Data entries:
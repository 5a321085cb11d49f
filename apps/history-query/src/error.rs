use std::fmt;
use std::time::Duration;

/// Storage round-trip that produced a query error.
#[derive(Debug, Clone, Copy, PartialEq, Eq)]
pub enum QueryStage {
    PartitionCheck,
    Data,
    Metadata,
}

impl fmt::Display for QueryStage {
    fn fmt(&self, f: &mut fmt::Formatter<'_>) -> fmt::Result {
        let label = match self {
            Self::PartitionCheck => "partition check",
            Self::Data => "data",
            Self::Metadata => "metadata",
        };
        f.write_str(label)
    }
}

#[derive(Debug, thiserror::Error)]
pub enum HistoryError {
    /// Rejected before any storage access.
    #[error("invalid history request: {0}")]
    Configuration(String),
    #[error("unable to open history database {path}: {source}")]
    Connection {
        path: String,
        #[source]
        source: rusqlite::Error,
    },
    #[error("{stage} query failed: {source}")]
    Query {
        stage: QueryStage,
        #[source]
        source: rusqlite::Error,
    },
    #[error("history query exceeded {}ms", .0.as_millis())]
    Timeout(Duration),
    #[error("history query worker failed: {0}")]
    Internal(String),
}

impl HistoryError {
    pub fn configuration(message: impl Into<String>) -> Self {
        Self::Configuration(message.into())
    }

    pub fn query(stage: QueryStage, source: rusqlite::Error) -> Self {
        Self::Query { stage, source }
    }

    pub fn is_configuration(&self) -> bool {
        matches!(self, Self::Configuration(_))
    }
}

pub type HistoryResult<T> = Result<T, HistoryError>;
use crate::error::HistoryResult;
use crate::query::Aggregation;
use crate::selector::{ChannelSelector, NO_CATEGORY};
use crate::window::{resolve_time_window, TimeWindow};
use serde::Deserialize;

/// Body of `POST /v1/history/query`. Absent fields fall back to [`QueryDefaults`].
#[derive(Debug, Clone, Default, Deserialize)]
pub struct HistoryRequest {
    #[serde(default)]
    pub time_range: Option<String>,
    #[serde(default)]
    pub from: Option<i64>,
    #[serde(default)]
    pub to: Option<i64>,
    #[serde(default)]
    pub channels: Vec<String>,
    #[serde(default)]
    pub category: Option<String>,
    #[serde(default)]
    pub agg_func: Option<String>,
    #[serde(default)]
    pub agg_interval: Option<String>,
}

#[derive(Debug, Clone, PartialEq, Eq)]
pub struct QueryDefaults {
    pub channels: Vec<String>,
    pub time_range: String,
    pub agg_func: String,
    pub agg_interval: String,
    pub category: String,
}

impl Default for QueryDefaults {
    fn default() -> Self {
        Self {
            channels: vec![],
            time_range: "1h".to_string(),
            agg_func: "AVG".to_string(),
            agg_interval: "%Y-%m-%d %H:%M".to_string(),
            category: NO_CATEGORY.to_string(),
        }
    }
}

/// Splits a comma-separated channel list, dropping blank entries.
pub fn parse_channel_list(raw: &str) -> Vec<String> {
    raw.split(',')
        .map(str::trim)
        .filter(|channel| !channel.is_empty())
        .map(str::to_string)
        .collect()
}

#[derive(Debug, Clone, PartialEq)]
pub struct QueryPlan {
    pub window: TimeWindow,
    pub selector: ChannelSelector,
    pub aggregation: Aggregation,
}

fn non_blank(value: Option<&String>) -> Option<&str> {
    value.map(|v| v.trim()).filter(|v| !v.is_empty())
}

/// Merges the request with the configured defaults and validates it.
///
/// Request channels are unioned with the default channels; every other field
/// overrides its default when present and non-blank.
pub fn resolve_plan(
    request: &HistoryRequest,
    defaults: &QueryDefaults,
    now_ms: i64,
) -> HistoryResult<QueryPlan> {
    let category = non_blank(request.category.as_ref()).unwrap_or(defaults.category.as_str());
    let selector = ChannelSelector::new(
        request.channels.iter().chain(defaults.channels.iter()),
        category,
    );
    selector.validate()?;

    let preset = non_blank(request.time_range.as_ref()).unwrap_or(defaults.time_range.as_str());
    let window = resolve_time_window(preset, request.from, request.to, now_ms)?;

    let agg_interval = non_blank(request.agg_interval.as_ref()).unwrap_or(defaults.agg_interval.as_str());
    let agg_func = non_blank(request.agg_func.as_ref()).unwrap_or(defaults.agg_func.as_str());
    let aggregation = Aggregation::from_parts(agg_interval, agg_func)?;

    Ok(QueryPlan {
        window,
        selector,
        aggregation,
    })
}
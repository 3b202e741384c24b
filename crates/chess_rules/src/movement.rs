//! Per-piece movement geometry.
//!
//! Each rule answers whether `to` is reachable from `from` for that kind of
//! piece, using the position only for blocking and capture context. None of
//! them check that the squares are on the board or whether the mover's king
//! ends up attacked; [`crate::legality`] does both.

use chess_core::{Color, Position, Square};

use crate::path::{is_piece_in_diagonal_path, is_piece_in_straight_path};

/// (rank, file) jumps of a knight.
pub const KNIGHT_OFFSETS: [(i8, i8); 8] = [
    (-2, -1),
    (-2, 1),
    (-1, 2),
    (-1, -2),
    (1, -2),
    (1, 2),
    (2, -1),
    (2, 1),
];

/// (rank, file) steps of a king. No castling.
pub const KING_OFFSETS: [(i8, i8); 8] = [
    (-1, -1),
    (0, -1),
    (1, -1),
    (-1, 0),
    (1, 0),
    (-1, 1),
    (0, 1),
    (1, 1),
];

/// Grid ranks pawns may double-push from, whatever their color.
const PAWN_START_RANKS: [i8; 2] = [1, 6];

/// Rank step of a forward pawn move: White walks towards rank 0 on an
/// unflipped board, Black towards rank 7.
pub fn pawn_direction(color: Color, flipped: bool) -> i8 {
    let direction = match color {
        Color::White => -1,
        Color::Black => 1,
    };
    if flipped {
        -direction
    } else {
        direction
    }
}

pub fn is_valid_pawn_square(position: &Position, from: Square, to: Square) -> bool {
    let pawn = match position.piece_at(from) {
        Some(piece) => piece,
        None => return false,
    };
    let direction = pawn_direction(pawn.color, position.is_flipped());

    let rank_diff = to.rank - from.rank;
    let file_diff = to.file - from.file;

    if file_diff == 0 {
        if rank_diff == direction {
            return position.is_empty(to);
        }

        if rank_diff == 2 * direction && PAWN_START_RANKS.contains(&from.rank) {
            let passed = from.offset(direction, 0);
            return position.is_empty(passed) && position.is_empty(to);
        }

        return false;
    }

    if file_diff.abs() == 1 && rank_diff == direction {
        return matches!(position.piece_at(to), Some(target) if target.color != pawn.color);
    }

    false
}

pub fn is_valid_knight_square(_position: &Position, from: Square, to: Square) -> bool {
    KNIGHT_OFFSETS
        .iter()
        .any(|&(d_rank, d_file)| from.offset(d_rank, d_file) == to)
}

pub fn is_valid_bishop_square(position: &Position, from: Square, to: Square) -> bool {
    let rank_diff = (to.rank - from.rank).abs();
    let file_diff = (to.file - from.file).abs();

    rank_diff != 0 && rank_diff == file_diff && !is_piece_in_diagonal_path(position, from, to)
}

pub fn is_valid_rook_square(position: &Position, from: Square, to: Square) -> bool {
    let same_rank = from.rank == to.rank;
    let same_file = from.file == to.file;

    same_rank != same_file && !is_piece_in_straight_path(position, from, to)
}

pub fn is_valid_queen_square(position: &Position, from: Square, to: Square) -> bool {
    is_valid_bishop_square(position, from, to) || is_valid_rook_square(position, from, to)
}

pub fn is_valid_king_square(_position: &Position, from: Square, to: Square) -> bool {
    KING_OFFSETS
        .iter()
        .any(|&(d_rank, d_file)| from.offset(d_rank, d_file) == to)
}
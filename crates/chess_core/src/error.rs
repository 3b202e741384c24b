use thiserror::Error;

use crate::piece::Color;

/// Failures surfaced by the board model and the rules built on top of it.
#[derive(Debug, Clone, PartialEq, Eq, Error)]
pub enum ChessError {
    #[error("no {color} king on the board")]
    MissingKing { color: Color },

    #[error("invalid square: {0}")]
    InvalidSquare(String),
}

pub type Result<T> = std::result::Result<T, ChessError>;
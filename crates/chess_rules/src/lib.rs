// Move legality and check detection over a chess_core::Position
pub mod check;
pub mod legality;
pub mod movement;
pub mod path;

pub use check::{checkers, is_in_check, is_in_checkmate, king_square};
pub use legality::{
    is_legal_square, is_square_on_board, is_valid_move, is_valid_square, legal_destinations,
};
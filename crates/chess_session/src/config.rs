use chess_core::STARTING_FEN;

/// How a new game is set up.
#[derive(Debug, Clone, PartialEq, Eq)]
pub struct GameConfig {
    /// Board description handed to `Position::load`.
    pub start_fen: String,
    /// Start with the board flipped (Black at the bottom).
    pub flipped: bool,
}

impl GameConfig {
    /// Reads `CHESS_START_FEN` and `CHESS_FLIPPED`, falling back to the
    /// defaults for anything unset or unparseable.
    pub fn from_env() -> Self {
        Self::from_lookup(|key| std::env::var(key).ok())
    }

    fn from_lookup(lookup: impl Fn(&str) -> Option<String>) -> Self {
        let defaults = Self::default();
        Self {
            start_fen: lookup("CHESS_START_FEN")
                .filter(|fen| !fen.trim().is_empty())
                .unwrap_or(defaults.start_fen),
            flipped: lookup("CHESS_FLIPPED")
                .and_then(|value| parse_flag(&value))
                .unwrap_or(defaults.flipped),
        }
    }
}

impl Default for GameConfig {
    fn default() -> Self {
        Self {
            start_fen: STARTING_FEN.to_string(),
            flipped: false,
        }
    }
}

fn parse_flag(value: &str) -> Option<bool> {
    match value.trim().to_ascii_lowercase().as_str() {
        "1" | "true" | "yes" | "on" => Some(true),
        "0" | "false" | "no" | "off" => Some(false),
        _ => None,
    }
}
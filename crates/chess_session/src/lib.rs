// Click-driven game session on top of the rules
pub mod config;
pub mod session;

pub use config::GameConfig;
pub use session::{ClickOutcome, GameSession, GameStatus};
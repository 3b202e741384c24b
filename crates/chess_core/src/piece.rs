use std::fmt;

#[derive(Debug, Clone, Copy, PartialEq, Eq, Hash)]
pub enum Color {
    White,
    Black,
}

impl Color {
    pub const fn opposite(self) -> Self {
        match self {
            Color::White => Color::Black,
            Color::Black => Color::White,
        }
    }
}

impl fmt::Display for Color {
    fn fmt(&self, f: &mut fmt::Formatter<'_>) -> fmt::Result {
        match self {
            Color::White => write!(f, "white"),
            Color::Black => write!(f, "black"),
        }
    }
}

#[derive(Debug, Clone, Copy, PartialEq, Eq, Hash)]
pub enum PieceKind {
    Pawn,
    Knight,
    Bishop,
    Rook,
    Queen,
    King,
}

impl PieceKind {
    pub const ALL: [PieceKind; 6] = [
        PieceKind::Pawn,
        PieceKind::Knight,
        PieceKind::Bishop,
        PieceKind::Rook,
        PieceKind::Queen,
        PieceKind::King,
    ];

    /// Lowercase letter used by the board loader.
    pub const fn letter(self) -> char {
        match self {
            PieceKind::Pawn => 'p',
            PieceKind::Knight => 'n',
            PieceKind::Bishop => 'b',
            PieceKind::Rook => 'r',
            PieceKind::Queen => 'q',
            PieceKind::King => 'k',
        }
    }

    pub fn from_letter(letter: char) -> Option<Self> {
        match letter.to_ascii_lowercase() {
            'p' => Some(PieceKind::Pawn),
            'n' => Some(PieceKind::Knight),
            'b' => Some(PieceKind::Bishop),
            'r' => Some(PieceKind::Rook),
            'q' => Some(PieceKind::Queen),
            'k' => Some(PieceKind::King),
            _ => None,
        }
    }
}

/// A piece standing on a square. Empty squares are `None` in the grid,
/// so a piece always has both a kind and a color.
#[derive(Debug, Clone, Copy, PartialEq, Eq, Hash)]
pub struct Piece {
    pub kind: PieceKind,
    pub color: Color,
}

impl Piece {
    pub const fn new(kind: PieceKind, color: Color) -> Self {
        Self { kind, color }
    }

    pub const fn white(kind: PieceKind) -> Self {
        Self::new(kind, Color::White)
    }

    pub const fn black(kind: PieceKind) -> Self {
        Self::new(kind, Color::Black)
    }

    /// Uppercase letters are White, lowercase Black.
    pub fn from_char(ch: char) -> Option<Self> {
        let kind = PieceKind::from_letter(ch)?;
        let color = if ch.is_ascii_uppercase() {
            Color::White
        } else {
            Color::Black
        };
        Some(Self::new(kind, color))
    }

    pub fn to_char(self) -> char {
        match self.color {
            Color::White => self.kind.letter().to_ascii_uppercase(),
            Color::Black => self.kind.letter(),
        }
    }
}

impl fmt::Display for Piece {
    fn fmt(&self, f: &mut fmt::Formatter<'_>) -> fmt::Result {
        write!(f, "{}", self.to_char())
    }
}
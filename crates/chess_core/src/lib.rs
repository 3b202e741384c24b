// Core board model: pieces, squares and the mutable position
pub mod error;
pub mod piece;
pub mod position;
pub mod square;

// Re-export main types for convenience
pub use error::{ChessError, Result};
pub use piece::{Color, Piece, PieceKind};
pub use position::{Position, BOARD_SIZE, STARTING_FEN};
pub use square::Square;
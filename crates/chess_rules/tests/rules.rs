use chess_core::{Color, Piece, PieceKind, Position, Square, STARTING_FEN};
use chess_rules::movement::{KING_OFFSETS, KNIGHT_OFFSETS};
use chess_rules::{
    is_in_check, is_in_checkmate, is_legal_square, is_square_on_board, is_valid_move,
    is_valid_square,
};
use proptest::prelude::*;

fn sq(rank: i8, file: i8) -> Square {
    Square::new(rank, file)
}

#[test]
fn starting_arrangement_loads() {
    let position = Position::from_fen(STARTING_FEN);

    assert_eq!(
        position.piece_at(sq(0, 0)),
        Some(Piece::new(PieceKind::Rook, Color::Black))
    );
    assert_eq!(
        position.piece_at(sq(7, 4)),
        Some(Piece::new(PieceKind::King, Color::White))
    );
    for rank in 2..=5 {
        for file in 0..8 {
            assert_eq!(position.piece_at(sq(rank, file)), None, "({rank},{file})");
        }
    }
}

#[test]
fn pawn_pushes_from_the_start() {
    let position = Position::starting();

    assert_eq!(is_valid_move(&position, sq(6, 4), sq(4, 4)), Ok(true));
    assert_eq!(is_valid_move(&position, sq(6, 4), sq(3, 4)), Ok(false));
    assert_eq!(is_valid_move(&position, sq(1, 4), sq(1, 4)), Ok(false));
}

#[test]
fn played_moves_change_what_is_legal() {
    let mut position = Position::starting();
    position.move_piece(sq(6, 4), sq(4, 4));
    position.change_turn();

    // The bishop on f1 now has the diagonal the pawn vacated.
    assert_eq!(is_valid_move(&position, sq(7, 5), sq(4, 2)), Ok(true));
    assert_eq!(is_valid_move(&position, sq(7, 3), sq(3, 7)), Ok(true));
    assert_eq!(is_valid_move(&position, sq(4, 4), sq(2, 4)), Ok(false));
}

#[test]
fn king_may_not_stay_on_an_open_file() {
    let position = Position::from_fen("4r3/8/8/8/8/N7/8/4K3");
    let king = sq(7, 4);

    assert_eq!(is_in_check(&position, Color::White), Ok(true));
    assert_eq!(is_valid_move(&position, king, sq(7, 3)), Ok(true));
    assert_eq!(is_valid_move(&position, king, sq(7, 5)), Ok(true));
    assert_eq!(is_legal_square(&position, king, sq(6, 4)), Ok(false));
    assert_eq!(is_valid_move(&position, king, sq(6, 4)), Ok(false));

    // The knight cannot reach file 4, so none of its jumps resolve the check.
    for to in [sq(3, 1), sq(4, 2), sq(6, 2), sq(7, 1)] {
        assert!(is_valid_square(&position, sq(5, 0), to));
        assert_eq!(is_legal_square(&position, sq(5, 0), to), Ok(false));
    }
}

#[test]
fn queen_and_king_mate_the_cornered_king() {
    let position = Position::from_fen("k7/1Q6/2K5/8/8/8/8/8");
    assert_eq!(is_in_check(&position, Color::Black), Ok(true));
    assert_eq!(is_in_checkmate(&position, Color::Black), Ok(true));

    let without_queen = Position::from_fen("k7/8/2K5/8/8/8/8/8");
    assert_eq!(is_in_check(&without_queen, Color::Black), Ok(false));
    assert_eq!(is_in_checkmate(&without_queen, Color::Black), Ok(false));
}

#[test]
fn unprotected_queen_can_be_taken() {
    let position = Position::from_fen("k7/1Q6/8/8/8/8/8/7K");
    assert_eq!(is_in_check(&position, Color::Black), Ok(true));
    assert_eq!(is_valid_move(&position, sq(0, 0), sq(1, 1)), Ok(true));
    assert_eq!(is_in_checkmate(&position, Color::Black), Ok(false));
}

#[test]
fn flipped_board_mate_is_still_mate() {
    let mut position = Position::from_fen("R6k/6pp/8/8/8/8/8/7K");
    position.flip();
    assert_eq!(is_in_checkmate(&position, Color::Black), Ok(true));
}

#[test]
fn knight_offsets_are_exact() {
    let position = Position::from_fen("8/8/8/3N4");
    let from = sq(3, 3);

    for to in Square::all() {
        let expected = KNIGHT_OFFSETS
            .iter()
            .any(|&(d_rank, d_file)| from.offset(d_rank, d_file) == to);
        assert_eq!(is_valid_square(&position, from, to), expected, "knight to {to}");
    }
    assert_eq!(Square::all().filter(|&to| is_valid_square(&position, from, to)).count(), 8);
}

#[test]
fn king_offsets_are_exact() {
    let position = Position::from_fen("8/8/8/3K4");
    let from = sq(3, 3);

    for to in Square::all() {
        let expected = (to.rank - from.rank).abs() <= 1
            && (to.file - from.file).abs() <= 1
            && to != from;
        assert_eq!(is_valid_square(&position, from, to), expected, "king to {to}");
    }
    assert_eq!(KING_OFFSETS.len(), 8);
}

const BOARD_LETTERS: &[char] = &[
    '.', '.', '.', '.', '.', '.', 'p', 'n', 'b', 'r', 'q', 'k', 'P', 'N', 'B', 'R', 'Q', 'K',
];

fn board_description() -> impl Strategy<Value = String> {
    prop::collection::vec(prop::sample::select(BOARD_LETTERS), 64).prop_map(|cells| {
        cells
            .chunks(8)
            .map(|row| {
                row.iter()
                    .map(|&cell| if cell == '.' { '1' } else { cell })
                    .collect::<String>()
            })
            .collect::<Vec<_>>()
            .join("/")
    })
}

proptest! {
    #[test]
    fn on_board_matches_bounds(rank in -20i8..20, file in -20i8..20) {
        let square = sq(rank, file);
        prop_assert_eq!(
            is_square_on_board(square),
            (0..8).contains(&rank) && (0..8).contains(&file)
        );
    }

    #[test]
    fn zero_delta_is_never_valid(fen in board_description(), rank in 0i8..8, file in 0i8..8) {
        let position = Position::from_fen(&fen);
        let square = sq(rank, file);
        prop_assert!(!is_valid_square(&position, square, square));
    }

    #[test]
    fn no_piece_rule_accepts_a_null_move(kind_index in 0usize..6, rank in 0i8..8, file in 0i8..8) {
        let kind = PieceKind::ALL[kind_index];
        let square = sq(rank, file);
        let mut position = Position::new();
        position.load(&format!("{}", Piece::white(kind)));
        position.move_piece(sq(0, 0), square);
        prop_assert!(!is_valid_square(&position, square, square));
    }

    #[test]
    fn flipping_twice_is_identity(fen in board_description()) {
        let original = Position::from_fen(&fen);
        let mut position = original;
        position.flip();
        position.flip();
        prop_assert_eq!(position, original);
        prop_assert!(!position.is_flipped());
    }
}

## Task directions
State in a single number how many lines in the data include the word "iter".

## Written solution
5